Je vais donc, très humblement, tenter de vous préciser, Amie Lectrice et Ami Lecteur, pourquoi il vous faut lire ce livre, et pourquoi, tout en restant un laudateur récurrent de l’auteur, je le trouve moins en fougue inspirante.

Louise a trente ans, en ce printemps 1940, de ce que l’on appellera plus tard, stupidement, La drôle de guerre, alors que nous étions bien en guerre, et que la guerre ne sera jamais drôle…

Mon grand-père Laurent était mobilisé, et il m’a raconté ses jours de bataille, avant d’être fait prisonnier à Thann, dans le Haut-Rhin et de partir cinq années en stalag en Allemagne du Nord. Il n’avait vraiment pas envie de rire…

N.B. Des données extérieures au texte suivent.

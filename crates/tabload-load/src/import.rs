use std::fs;
use std::path::{Path, PathBuf};

use tracing::{error, info, warn};

use tabload_codec::open_for_read;
use tabload_core::table_name_from_path;
use tabload_introspect::Catalog;

use crate::errors::LoadError;
use crate::loader::BatchLoader;
use crate::model::{ImportOptions, ImportReport, LoadSummary, TableReport, TableStatus};
use crate::sink::SinkProvider;

/// A data file found in the import folder.
#[derive(Debug, Clone, PartialEq, Eq)]
pub struct DataFile {
    pub path: PathBuf,
    pub table: String,
    pub size: u64,
}

/// List `*.csv` files of `folder`, smallest first, ties broken by name.
///
/// Files whose stem yields no table name are ignored.
pub fn discover_files(folder: &Path) -> Result<Vec<DataFile>, LoadError> {
    let mut files = Vec::new();

    for entry in fs::read_dir(folder)? {
        let entry = entry?;
        let path = entry.path();
        let is_csv = path
            .extension()
            .and_then(|ext| ext.to_str())
            .is_some_and(|ext| ext.eq_ignore_ascii_case("csv"));
        if !is_csv {
            continue;
        }

        let metadata = entry.metadata()?;
        if !metadata.is_file() {
            continue;
        }

        let Some(table) = table_name_from_path(&path) else {
            warn!(file = %path.display(), "no table name in file name, skipped");
            continue;
        };

        files.push(DataFile {
            path,
            table,
            size: metadata.len(),
        });
    }

    files.sort_by(|a, b| a.size.cmp(&b.size).then_with(|| a.path.cmp(&b.path)));
    Ok(files)
}

/// Imports every data file of a folder, one table at a time.
pub struct ImportRun<'a, C: Catalog + ?Sized, P: SinkProvider> {
    catalog: &'a C,
    sinks: &'a P,
}

impl<'a, C: Catalog + ?Sized, P: SinkProvider> ImportRun<'a, C, P> {
    pub fn new(catalog: &'a C, sinks: &'a P) -> Self {
        Self { catalog, sinks }
    }

    /// Run the import. Table-level failures are recorded in the report; only
    /// invalid options or an unreadable folder fail the whole run.
    pub async fn run(&self, options: &ImportOptions) -> Result<ImportReport, LoadError> {
        let loader = BatchLoader::new(options.load.clone())?;
        let files = discover_files(&options.folder)?;
        info!(
            event = "import_started",
            folder = %options.folder.display(),
            files = files.len(),
            encoding = options.encoding.name(),
        );

        let mut report = ImportReport::default();
        for file in files {
            if !is_selected(&options.tables, &file.table) {
                report.tables.push(TableReport {
                    table: file.table,
                    file: file.path,
                    status: TableStatus::Skipped,
                    summary: None,
                    error: None,
                });
                continue;
            }

            if options.load.abort_requested() {
                warn!(event = "import_aborted", next_table = %file.table);
                report.aborted = true;
                break;
            }

            let table_report = self.import_file(&loader, options, file).await;
            let aborted = table_report
                .summary
                .as_ref()
                .is_some_and(|summary| summary.aborted);
            report.tables.push(table_report);
            if aborted {
                report.aborted = true;
                break;
            }
        }

        info!(
            event = "import_finished",
            tables = report.tables.len(),
            failed = report.failed_count(),
            rows_loaded = report.rows_loaded(),
            aborted = report.aborted,
        );
        Ok(report)
    }

    async fn import_file(
        &self,
        loader: &BatchLoader,
        options: &ImportOptions,
        file: DataFile,
    ) -> TableReport {
        info!(
            event = "table_started",
            table = %file.table,
            file = %file.path.display(),
            bytes = file.size,
        );

        match self.load_file(loader, options, &file).await {
            Ok(summary) => {
                let status = summary.status();
                if status == TableStatus::Failed {
                    error!(
                        event = "table_failed",
                        table = %file.table,
                        error = summary.fatal_error.as_deref().unwrap_or_default(),
                    );
                }
                TableReport {
                    table: file.table,
                    file: file.path,
                    status,
                    error: summary.fatal_error.clone(),
                    summary: Some(summary),
                }
            }
            Err(err) => {
                error!(event = "table_failed", table = %file.table, error = %err);
                TableReport {
                    table: file.table,
                    file: file.path,
                    status: TableStatus::Failed,
                    summary: None,
                    error: Some(err.to_string()),
                }
            }
        }
    }

    async fn load_file(
        &self,
        loader: &BatchLoader,
        options: &ImportOptions,
        file: &DataFile,
    ) -> Result<LoadSummary, LoadError> {
        let schema = self.catalog.fetch_columns(&file.table).await?;
        let reader = open_for_read(&file.path, options.encoding)?;
        let mut sink = self.sinks.open().await?;
        loader.load(&mut sink, &schema, reader).await
    }
}

fn is_selected(filter: &[String], table: &str) -> bool {
    filter.is_empty() || filter.iter().any(|name| name.eq_ignore_ascii_case(table))
}

#[cfg(test)]
mod tests {
    use super::*;

    #[test]
    fn empty_filter_selects_everything() {
        assert!(is_selected(&[], "EMP"));
        assert!(is_selected(&["emp".to_string()], "EMP"));
        assert!(!is_selected(&["DEPT".to_string()], "EMP"));
    }
}
mod config;
mod registry;

use std::path::PathBuf;
use std::sync::Arc;
use std::sync::atomic::{AtomicBool, Ordering};
use std::time::{Duration, Instant};

use clap::{Args, Parser, Subcommand};
use serde::Serialize;
use sqlx::PgPool;
use sqlx::postgres::PgPoolOptions;
use thiserror::Error;
use uuid::Uuid;

use config::{ConfigError, FileConfig, Overrides, Settings};
use registry::{RunContext, RunPaths, init_run_logging, start_run, write_report};
use tabload_codec::{CodecError, resolve_encoding};
use tabload_core::{ColumnDefinition, Error as CoreError, redact_connection_string};
use tabload_introspect::{Catalog, CatalogOptions, PostgresCatalog};
use tabload_load::{
    ExportOptions, ImportOptions, ImportReport, ImportRun, LoadError, LoadOptions, PgExporter,
    PgSinkProvider, RealignOptions, RealignReport, SequenceRealigner, write_script,
};

#[derive(Debug, Error)]
enum CliError {
    #[error("configuration error: {0}")]
    Config(#[from] ConfigError),
    #[error("registry error: {0}")]
    Registry(#[from] registry::RegistryError),
    #[error("core error: {0}")]
    Core(#[from] CoreError),
    #[error("codec error: {0}")]
    Codec(#[from] CodecError),
    #[error("load error: {0}")]
    Load(#[from] LoadError),
    #[error("database error: {0}")]
    Database(#[from] sqlx::Error),
    #[error("io error: {0}")]
    Io(#[from] std::io::Error),
    #[error("json error: {0}")]
    Json(#[from] serde_json::Error),
    #[error("{0}")]
    Incomplete(String),
}

#[derive(Parser, Debug)]
#[command(name = "tabload", version, about = "Load delimited text into database tables and back")]
struct Cli {
    /// Configuration file (default: ./tabload.toml when present).
    #[arg(long, global = true, value_name = "PATH")]
    config: Option<PathBuf>,
    /// Output directory for run artifacts.
    #[arg(long, global = true, default_value = "runs")]
    run_dir: PathBuf,
    #[command(subcommand)]
    command: Command,
}

#[derive(Subcommand, Debug)]
enum Command {
    /// Replace table contents with the data files of a folder.
    Import(ImportArgs),
    /// Write tables out to a timestamped folder.
    Export(ExportArgs),
    /// Write a script that moves key sequences past the loaded data.
    Realign(RealignArgs),
    /// Print the column definitions of a table as JSON.
    Describe(DescribeArgs),
}

#[derive(Args, Debug, Default)]
struct ConnectionArgs {
    /// Database connection string.
    #[arg(long, value_name = "CONNECTION_STRING")]
    conn: Option<String>,
    /// Schema holding the tables.
    #[arg(long)]
    schema: Option<String>,
}

#[derive(Args, Debug)]
struct ImportArgs {
    #[command(flatten)]
    connection: ConnectionArgs,
    /// Folder with one `<TABLE>.csv` per table.
    #[arg(long)]
    folder: Option<PathBuf>,
    /// Rows per transaction.
    #[arg(long)]
    batch_size: Option<usize>,
    /// Text encoding label of the data files.
    #[arg(long)]
    encoding: Option<String>,
    /// Only import these tables.
    #[arg(long = "table", value_name = "TABLE")]
    tables: Vec<String>,
    /// Check key sequences of loaded tables afterwards.
    #[arg(long, default_value_t = false)]
    realign: bool,
    #[arg(long)]
    key_prefix: Option<String>,
    /// Where to write the realignment script.
    #[arg(long)]
    script: Option<PathBuf>,
}

#[derive(Args, Debug)]
struct ExportArgs {
    #[command(flatten)]
    connection: ConnectionArgs,
    /// Parent folder of the export directory.
    #[arg(long)]
    folder: Option<PathBuf>,
    #[arg(long)]
    encoding: Option<String>,
    /// Only export these tables.
    #[arg(long = "table", value_name = "TABLE")]
    tables: Vec<String>,
}

#[derive(Args, Debug)]
struct RealignArgs {
    #[command(flatten)]
    connection: ConnectionArgs,
    /// Tables to check; all tables of the schema when omitted.
    #[arg(long = "table", value_name = "TABLE")]
    tables: Vec<String>,
    #[arg(long)]
    key_prefix: Option<String>,
    #[arg(long)]
    script: Option<PathBuf>,
}

#[derive(Args, Debug)]
struct DescribeArgs {
    #[command(flatten)]
    connection: ConnectionArgs,
    table: String,
}

/// Report written for `import`, with the optional realignment outcome.
#[derive(Debug, Serialize)]
struct ImportRunReport {
    import: ImportReport,
    #[serde(skip_serializing_if = "Option::is_none")]
    realign: Option<RealignRunReport>,
}

#[derive(Debug, Serialize)]
struct RealignRunReport {
    script: PathBuf,
    #[serde(flatten)]
    report: RealignReport,
}

#[derive(Debug, Serialize)]
struct TableDescription<'a> {
    table: &'a str,
    columns: &'a [ColumnDefinition],
}

#[tokio::main]
async fn main() -> Result<(), CliError> {
    let cli = Cli::parse();
    let file = FileConfig::load(cli.config.as_deref())?;

    match cli.command {
        Command::Import(args) => run_import(file, cli.run_dir, args).await,
        Command::Export(args) => run_export(file, cli.run_dir, args).await,
        Command::Realign(args) => run_realign(file, cli.run_dir, args).await,
        Command::Describe(args) => run_describe(file, cli.run_dir, args).await,
    }
}

fn overrides(connection: ConnectionArgs) -> Overrides {
    Overrides {
        connection_string: connection.conn,
        schema: connection.schema,
        ..Overrides::default()
    }
}

struct Session {
    settings: Settings,
    paths: RunPaths,
    pool: PgPool,
    catalog: PostgresCatalog,
    started: Instant,
}

/// Resolve settings, open the run directory and logging, then connect.
async fn open_session(
    command: &'static str,
    file: FileConfig,
    run_dir: PathBuf,
    overrides: Overrides,
) -> Result<Session, CliError> {
    let settings = Settings::resolve(file, |name| std::env::var(name).ok(), overrides)?;

    let run_id = Uuid::new_v4().to_string();
    let ctx = RunContext {
        run_id: run_id.clone(),
        started_at: chrono::Utc::now(),
        command,
        run_dir,
        connection: redact_connection_string(&settings.connection_string),
    };
    let paths = start_run(&ctx, &settings)?;
    init_run_logging(&paths.logs_path)?;

    tracing::info!(
        event = "run_started",
        run_id = %run_id,
        command,
        engine = settings.engine,
        schema = %settings.schema,
        connection = %ctx.connection.redacted,
    );

    let pool = PgPoolOptions::new()
        .max_connections(5)
        .acquire_timeout(Duration::from_secs(10))
        .connect(&settings.connection_string)
        .await?;

    let catalog = PostgresCatalog::new(
        pool.clone(),
        CatalogOptions {
            schema: settings.schema.clone(),
        },
    );

    Ok(Session {
        settings,
        paths,
        pool,
        catalog,
        started: Instant::now(),
    })
}

impl Session {
    fn finish<T: Serialize>(&self, report: &T, failures: usize) -> Result<(), CliError> {
        write_report(&self.paths, report)?;
        let duration_ms = self.started.elapsed().as_millis() as u64;
        let status = if failures == 0 { "success" } else { "incomplete" };
        tracing::info!(
            event = "run_finished",
            status,
            failures,
            duration_ms,
            report = %self.paths.report_path.display(),
        );

        if failures > 0 {
            return Err(CliError::Incomplete(format!(
                "{failures} table(s) failed, see {}",
                self.paths.report_path.display()
            )));
        }
        Ok(())
    }

    fn script_path(&self) -> PathBuf {
        self.settings
            .script
            .clone()
            .unwrap_or_else(|| self.paths.root.join("realign.sql"))
    }

    async fn realign(&self, tables: &[String]) -> Result<RealignRunReport, CliError> {
        let options = RealignOptions {
            key_prefix: self.settings.key_prefix.clone(),
        };
        let report = SequenceRealigner::new(&self.catalog, options)
            .realign_tables(tables)
            .await;

        let script = self.script_path();
        write_script(&script, &self.settings.schema, &report.entries)?;
        tracing::info!(
            event = "realign_script_written",
            path = %script.display(),
            sequences = report.entries.len(),
            skipped = report.skipped.len(),
        );
        Ok(RealignRunReport { script, report })
    }
}

/// Raise `flag` on Ctrl-C so loads stop between batches.
fn abort_on_ctrl_c(flag: Arc<AtomicBool>) {
    tokio::spawn(async move {
        if tokio::signal::ctrl_c().await.is_ok() {
            tracing::warn!(event = "abort_requested", "finishing current batch, then stopping");
            flag.store(true, Ordering::SeqCst);
        }
    });
}

async fn run_import(file: FileConfig, run_dir: PathBuf, args: ImportArgs) -> Result<(), CliError> {
    let overrides = Overrides {
        import_folder: args.folder,
        batch_size: args.batch_size,
        encoding: args.encoding,
        key_prefix: args.key_prefix,
        script: args.script,
        ..overrides(args.connection)
    };
    let session = open_session("import", file, run_dir, overrides).await?;
    let settings = &session.settings;

    let abort = Arc::new(AtomicBool::new(false));
    abort_on_ctrl_c(Arc::clone(&abort));

    let options = ImportOptions {
        folder: settings.import_folder.clone(),
        encoding: resolve_encoding(&settings.import_encoding)?,
        load: LoadOptions {
            batch_size: settings.batch_size,
            abort: Some(abort),
        },
        tables: args.tables,
    };

    let sinks = PgSinkProvider::new(session.pool.clone(), settings.schema.clone());
    let import = ImportRun::new(&session.catalog, &sinks).run(&options).await?;

    let realign = if args.realign && !import.aborted {
        Some(session.realign(&import.loaded_tables()).await?)
    } else {
        None
    };

    let failures = import.failed_count();
    session.finish(&ImportRunReport { import, realign }, failures)
}

async fn run_export(file: FileConfig, run_dir: PathBuf, args: ExportArgs) -> Result<(), CliError> {
    let overrides = Overrides {
        export_folder: args.folder,
        encoding: args.encoding,
        ..overrides(args.connection)
    };
    let session = open_session("export", file, run_dir, overrides).await?;

    let options = ExportOptions {
        folder: session.settings.export_folder.clone(),
        encoding: resolve_encoding(&session.settings.export_encoding)?,
        tables: args.tables,
    };
    let report = PgExporter::new(session.catalog.clone()).run(&options).await?;

    session.finish(&report, report.failed_count())
}

async fn run_realign(file: FileConfig, run_dir: PathBuf, args: RealignArgs) -> Result<(), CliError> {
    let overrides = Overrides {
        key_prefix: args.key_prefix,
        script: args.script,
        ..overrides(args.connection)
    };
    let session = open_session("realign", file, run_dir, overrides).await?;

    let tables = if args.tables.is_empty() {
        session.catalog.list_tables().await?
    } else {
        args.tables
    };
    let report = session.realign(&tables).await?;

    session.finish(&report, 0)
}

async fn run_describe(file: FileConfig, run_dir: PathBuf, args: DescribeArgs) -> Result<(), CliError> {
    let session = open_session("describe", file, run_dir, overrides(args.connection)).await?;

    let schema = session.catalog.fetch_columns(&args.table).await?;
    let description = TableDescription {
        table: schema.table(),
        columns: schema.columns(),
    };
    println!("{}", serde_json::to_string_pretty(&description)?);

    session.finish(&description, 0)
}
use std::collections::HashSet;
use std::fs::File;
use std::path::{Path, PathBuf};
use std::sync::Arc;

use csv::{ByteRecord, Reader, ReaderBuilder};
use encoding_rs::Encoding;
use tabload_core::RawRow;

use crate::errors::CodecError;

const UTF8_BOM: char = '\u{feff}';

/// Forward-only reader over the data rows of one delimited text file.
///
/// The file handle is owned by the reader and released when the reader is
/// dropped, whether or not every row was consumed.
pub struct TableReader {
    path: PathBuf,
    header: Arc<[String]>,
    records: Reader<File>,
    encoding: &'static Encoding,
    record: ByteRecord,
    finished: bool,
}

/// Open `path` and read its header line.
pub fn open_for_read(path: &Path, encoding: &'static Encoding) -> Result<TableReader, CodecError> {
    let file = File::open(path)?;
    let mut records = ReaderBuilder::new()
        .has_headers(false)
        .flexible(true)
        .from_reader(file);

    let mut record = ByteRecord::new();
    if !records.read_byte_record(&mut record)? {
        return Err(CodecError::InvalidHeader(format!(
            "{} has no header row",
            path.display()
        )));
    }

    let mut header = decode_record(&record, encoding)?;
    if let Some(first) = header.first_mut() {
        if let Some(stripped) = first.strip_prefix(UTF8_BOM) {
            *first = stripped.to_string();
        }
    }
    validate_header(&header)?;

    Ok(TableReader {
        path: path.to_path_buf(),
        header: header.into(),
        records,
        encoding,
        record,
        finished: false,
    })
}

fn validate_header(header: &[String]) -> Result<(), CodecError> {
    let mut seen = HashSet::with_capacity(header.len());
    for (idx, name) in header.iter().enumerate() {
        if name.trim().is_empty() {
            return Err(CodecError::InvalidHeader(format!(
                "column {} has an empty name",
                idx + 1
            )));
        }
        if !seen.insert(name.to_lowercase()) {
            return Err(CodecError::InvalidHeader(format!(
                "duplicate column name '{name}'"
            )));
        }
    }
    Ok(())
}

fn decode_record(
    record: &ByteRecord,
    encoding: &'static Encoding,
) -> Result<Vec<String>, CodecError> {
    let line = record.position().map(|pos| pos.line()).unwrap_or(0);
    record
        .iter()
        .enumerate()
        .map(|(idx, field)| {
            encoding
                .decode_without_bom_handling_and_without_replacement(field)
                .map(|text| text.into_owned())
                .ok_or(CodecError::Decode {
                    line,
                    field: idx + 1,
                    encoding: encoding.name(),
                })
        })
        .collect()
}

impl TableReader {
    pub fn path(&self) -> &Path {
        &self.path
    }

    pub fn header(&self) -> &[String] {
        &self.header
    }

    /// Release the file handle without reading further rows.
    pub fn close(self) {}

    fn decode_row(&self) -> Result<RawRow, CodecError> {
        if self.record.len() > self.header.len() {
            return Err(CodecError::Malformed {
                line: self.record.position().map(|pos| pos.line()).unwrap_or(0),
                message: format!(
                    "record has {} fields but the header has {}",
                    self.record.len(),
                    self.header.len()
                ),
            });
        }

        let values = decode_record(&self.record, self.encoding)?
            .into_iter()
            .map(Some)
            .collect();
        Ok(RawRow::new(Arc::clone(&self.header), values))
    }
}

impl Iterator for TableReader {
    type Item = Result<RawRow, CodecError>;

    fn next(&mut self) -> Option<Self::Item> {
        if self.finished {
            return None;
        }

        match self.records.read_byte_record(&mut self.record) {
            Ok(true) => Some(self.decode_row()),
            Ok(false) => {
                self.finished = true;
                None
            }
            Err(err) => {
                let err = CodecError::from(err);
                if err.is_fatal() {
                    self.finished = true;
                }
                Some(Err(err))
            }
        }
    }
}

impl std::fmt::Debug for TableReader {
    fn fmt(&self, f: &mut std::fmt::Formatter<'_>) -> std::fmt::Result {
        f.debug_struct("TableReader")
            .field("path", &self.path)
            .field("header", &self.header)
            .field("encoding", &self.encoding.name())
            .finish()
    }
}
//! Detection of drift between key sequences and the data they number.
//!
//! Corrections are emitted as a script for an operator to review and apply;
//! nothing here alters a sequence.

use std::fmt::Write as _;
use std::path::Path;

use serde::Serialize;
use tracing::{debug, info, warn};

use tabload_core::{Error, is_key_column, qualified_name, quote_literal};
use tabload_introspect::Catalog;

/// Drift found for one table's key sequence.
#[derive(Debug, Clone, PartialEq, Eq, Serialize)]
pub struct SequenceRepairEntry {
    pub table_name: String,
    pub generator_name: String,
    pub current_value: i64,
    pub max_data_value: i64,
    pub delta: i64,
}

#[derive(Debug, Clone)]
pub struct RealignOptions {
    /// Prefix marking a first column as a sequence-backed key.
    pub key_prefix: String,
}

impl Default for RealignOptions {
    fn default() -> Self {
        Self {
            key_prefix: "SEQ_".to_string(),
        }
    }
}

#[derive(Debug, Clone, Serialize, PartialEq, Eq)]
pub struct SkippedTable {
    pub table: String,
    pub reason: String,
}

/// Outcome of checking a set of tables.
#[derive(Debug, Clone, Default, Serialize)]
pub struct RealignReport {
    pub entries: Vec<SequenceRepairEntry>,
    pub skipped: Vec<SkippedTable>,
}

/// Compare a sequence position with the largest key present.
///
/// Returns `None` when the sequence is already at or past the data.
pub fn compute_drift(
    table_name: &str,
    generator_name: &str,
    current_value: i64,
    max_data_value: i64,
) -> Option<SequenceRepairEntry> {
    if current_value >= max_data_value {
        return None;
    }

    Some(SequenceRepairEntry {
        table_name: table_name.to_string(),
        generator_name: generator_name.to_string(),
        current_value,
        max_data_value,
        delta: max_data_value.saturating_sub(current_value).saturating_add(1),
    })
}

/// Checks key sequences through a catalog.
pub struct SequenceRealigner<'a, C: Catalog + ?Sized> {
    catalog: &'a C,
    options: RealignOptions,
}

impl<'a, C: Catalog + ?Sized> SequenceRealigner<'a, C> {
    pub fn new(catalog: &'a C, options: RealignOptions) -> Self {
        Self { catalog, options }
    }

    /// Inspect one table.
    ///
    /// `Ok(None)` means the table has no prefixed key column or no drift.
    /// A missing sequence is reported as `Error::GeneratorNotFound`.
    pub async fn detect_drift(&self, table: &str) -> Result<Option<SequenceRepairEntry>, Error> {
        let schema = self.catalog.fetch_columns(table).await?;
        let key = schema.key_column();

        if !is_key_column(&key.name, &self.options.key_prefix) {
            debug!(table = %schema.table(), column = %key.name, "no sequence-backed key");
            return Ok(None);
        }

        let max_data_value = self.catalog.max_value(schema.table(), &key.name).await?;

        let sequence = self
            .catalog
            .sequence(&key.name)
            .await?
            .ok_or_else(|| Error::GeneratorNotFound(key.name.clone()))?;

        Ok(compute_drift(
            schema.table(),
            &sequence.name,
            sequence.current_value,
            max_data_value,
        ))
    }

    /// Inspect every table, logging and skipping the ones that cannot be checked.
    pub async fn realign_tables(&self, tables: &[String]) -> RealignReport {
        let mut report = RealignReport::default();

        for table in tables {
            match self.detect_drift(table).await {
                Ok(Some(entry)) => {
                    info!(
                        event = "sequence_drift",
                        table = %entry.table_name,
                        sequence = %entry.generator_name,
                        current = entry.current_value,
                        max = entry.max_data_value,
                        delta = entry.delta,
                    );
                    report.entries.push(entry);
                }
                Ok(None) => {}
                Err(err @ Error::GeneratorNotFound(_)) => {
                    warn!(event = "sequence_missing", table = %table, error = %err);
                    report.skipped.push(SkippedTable {
                        table: table.clone(),
                        reason: err.to_string(),
                    });
                }
                Err(err) => {
                    warn!(event = "realign_failed", table = %table, error = %err);
                    report.skipped.push(SkippedTable {
                        table: table.clone(),
                        reason: err.to_string(),
                    });
                }
            }
        }

        report
    }
}

/// Render the corrective statements: step by the delta, consume one value,
/// then restore an increment of 1.
pub fn render_script(namespace: &str, entries: &[SequenceRepairEntry]) -> String {
    let mut script = String::new();

    if entries.is_empty() {
        script.push_str("-- no sequence drift detected\n");
        return script;
    }

    for entry in entries {
        let sequence = qualified_name(namespace, &entry.generator_name);
        let _ = writeln!(
            script,
            "-- {}: sequence at {}, max key {}",
            entry.table_name, entry.current_value, entry.max_data_value
        );
        let _ = writeln!(script, "ALTER SEQUENCE {sequence} INCREMENT BY {};", entry.delta);
        let _ = writeln!(script, "SELECT nextval({});", quote_literal(&sequence));
        let _ = writeln!(script, "ALTER SEQUENCE {sequence} INCREMENT BY 1;");
        script.push('\n');
    }

    script
}

pub fn write_script(
    path: &Path,
    namespace: &str,
    entries: &[SequenceRepairEntry],
) -> std::io::Result<()> {
    if let Some(parent) = path.parent() {
        if !parent.as_os_str().is_empty() {
            std::fs::create_dir_all(parent)?;
        }
    }
    std::fs::write(path, render_script(namespace, entries))
}
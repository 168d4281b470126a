use async_trait::async_trait;

use tabload_core::{Result, TableSchema};

/// Current state of a sequence backing a surrogate key.
#[derive(Debug, Clone, PartialEq, Eq)]
pub struct SequenceInfo {
    /// Name as stored in the catalog.
    pub name: String,
    /// Last value handed out (or the value before the first one).
    pub current_value: i64,
}

/// Read access to a database's system catalog.
#[async_trait]
pub trait Catalog: Send + Sync {
    /// Namespace the catalog reads tables and sequences from.
    fn namespace(&self) -> &str;

    /// Ordered column definitions for `table`.
    ///
    /// Fails with `SchemaNotFound` when the table is unknown or has no columns.
    async fn fetch_columns(&self, table: &str) -> Result<TableSchema>;

    /// Ordinary tables of the namespace, ordered by name.
    async fn list_tables(&self) -> Result<Vec<String>>;

    /// `max(column)` over `table`, or 0 when the table is empty.
    async fn max_value(&self, table: &str, column: &str) -> Result<i64>;

    /// Looks a sequence up by name, case-insensitively.
    async fn sequence(&self, name: &str) -> Result<Option<SequenceInfo>>;
}
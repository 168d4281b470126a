use serde::{Deserialize, Serialize};

/// Connection metadata with the password removed.
#[derive(Debug, Clone, Default, Serialize, Deserialize)]
pub struct RedactedConnection {
    pub engine: Option<String>,
    pub user: Option<String>,
    pub host: Option<String>,
    pub port: Option<u16>,
    pub database: Option<String>,
    pub redacted: String,
}

/// Mask secrets in a URL-style connection string and keep the rest for logs.
pub fn redact_connection_string(conn: &str) -> RedactedConnection {
    let Some((engine, rest)) = conn.split_once("://") else {
        return RedactedConnection {
            redacted: "***".to_string(),
            ..RedactedConnection::default()
        };
    };

    let (location, query) = match rest.split_once('?') {
        Some((location, query)) => (location, Some(query)),
        None => (rest, None),
    };
    let (authority, path) = location.split_once('/').unwrap_or((location, ""));
    let (userinfo, hostport) = match authority.rsplit_once('@') {
        Some((userinfo, hostport)) => (Some(userinfo), hostport),
        None => (None, authority),
    };

    let (user, masked_userinfo) = match userinfo {
        Some(info) => match info.split_once(':') {
            Some((user, _)) => (Some(user.to_string()), Some(format!("{user}:***"))),
            None => (Some(info.to_string()), Some(info.to_string())),
        },
        None => (None, None),
    };

    let (host, port) = match hostport.rsplit_once(':') {
        Some((host, port)) => (host.to_string(), port.parse::<u16>().ok()),
        None => (hostport.to_string(), None),
    };

    let mut redacted = format!("{engine}://");
    if let Some(info) = &masked_userinfo {
        redacted.push_str(info);
        redacted.push('@');
    }
    redacted.push_str(hostport);
    if !path.is_empty() {
        redacted.push('/');
        redacted.push_str(path);
    }
    if let Some(query) = query {
        redacted.push('?');
        redacted.push_str(&mask_query(query));
    }

    RedactedConnection {
        engine: Some(engine.to_string()),
        user,
        host: Some(host).filter(|value| !value.is_empty()),
        port,
        database: Some(path.to_string()).filter(|value| !value.is_empty()),
        redacted,
    }
}

fn mask_query(query: &str) -> String {
    query
        .split('&')
        .map(|pair| match pair.split_once('=') {
            Some((key, _)) if is_sensitive_key(key) => format!("{key}=***"),
            _ => pair.to_string(),
        })
        .collect::<Vec<_>>()
        .join("&")
}

fn is_sensitive_key(key: &str) -> bool {
    matches!(
        key.to_ascii_lowercase().as_str(),
        "password" | "pass" | "pwd" | "sslpassword"
    )
}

Louise est observée par un client du café où elle fait le service, tout en poursuivant son métier d’institutrice, et ce client-médecin la regarde, la dévisage, la contemple…

Il lui demande de poser nue devant lui et il lui propose de l’argent pour cela.

Choquée et en incompréhension, et à la fois intérieurement intriguée par cette proposition, elle finit par accepter, et au moment où elle apparaît aux yeux du médecin, ce dernier se suicide et Louise erre nue, décontenancée, dans les rues de Paris, avant d’être prise en charge…

Louise va découvrir le secret de sa Maman, qui avait épousé son père, mort dans les tranchées et qu’elle semblait avoir peu aimé…

Louise repérera que sa mère a pourtant aimé, avec un amour intense, difficile, complexe et qu’elle a vécu meurtrie par les lâchetés et abandons…

Gabriel est mobilisé et il ne comprend pas l’absence de préparations à l’effort de guerre, la situation saugrenue de se voir retranché dans la ligne Maginot qui peut aisément devenir un enfer de suffocation, tant le système d’aération, d’évacuation et de chauffage semble insuffisant et contestable en sa conception.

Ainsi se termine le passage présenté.